→ **Action item**: From the entries below, please output exactly the lines starting at the one containing "filename tests/support/commands.rs" and ending at the one containing "the temporary home", both included.

Stored data
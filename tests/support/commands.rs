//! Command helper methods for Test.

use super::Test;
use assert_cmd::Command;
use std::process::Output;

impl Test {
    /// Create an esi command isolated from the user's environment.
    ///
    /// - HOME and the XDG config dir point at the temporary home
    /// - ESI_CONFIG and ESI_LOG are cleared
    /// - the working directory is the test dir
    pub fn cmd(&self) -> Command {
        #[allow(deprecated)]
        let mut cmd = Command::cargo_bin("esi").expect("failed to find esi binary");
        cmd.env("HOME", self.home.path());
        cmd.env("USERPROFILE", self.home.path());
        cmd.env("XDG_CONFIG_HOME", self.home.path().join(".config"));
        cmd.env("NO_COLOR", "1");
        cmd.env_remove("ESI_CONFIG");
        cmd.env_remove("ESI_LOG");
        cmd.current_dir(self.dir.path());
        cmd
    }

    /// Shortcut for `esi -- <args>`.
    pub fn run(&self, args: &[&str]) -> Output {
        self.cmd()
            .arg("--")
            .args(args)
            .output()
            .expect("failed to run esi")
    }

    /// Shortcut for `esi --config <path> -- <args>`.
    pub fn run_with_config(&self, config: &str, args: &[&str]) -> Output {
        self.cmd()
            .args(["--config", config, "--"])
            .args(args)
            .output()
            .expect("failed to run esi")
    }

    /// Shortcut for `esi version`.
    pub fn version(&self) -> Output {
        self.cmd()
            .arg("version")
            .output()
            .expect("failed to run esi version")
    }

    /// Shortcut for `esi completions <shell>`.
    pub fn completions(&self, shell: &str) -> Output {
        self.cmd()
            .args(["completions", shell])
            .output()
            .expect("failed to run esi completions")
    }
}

--

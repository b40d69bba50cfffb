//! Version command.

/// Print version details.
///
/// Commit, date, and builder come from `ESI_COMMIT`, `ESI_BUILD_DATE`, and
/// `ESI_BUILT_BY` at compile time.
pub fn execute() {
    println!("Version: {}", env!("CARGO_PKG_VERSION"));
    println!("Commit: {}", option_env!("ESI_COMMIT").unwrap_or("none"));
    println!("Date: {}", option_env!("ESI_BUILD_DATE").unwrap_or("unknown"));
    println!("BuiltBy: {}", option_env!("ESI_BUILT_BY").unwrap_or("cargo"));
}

→ **Answer space**:
filename tests/support/commands.rs
//! Command helper methods for Test.

use super::Test;
use assert_cmd::Command;
use std::process::Output;

impl Test {
    /// Create an esi command isolated from the user's environment.
    ///
    /// - HOME and the XDG config dir point at the temporary home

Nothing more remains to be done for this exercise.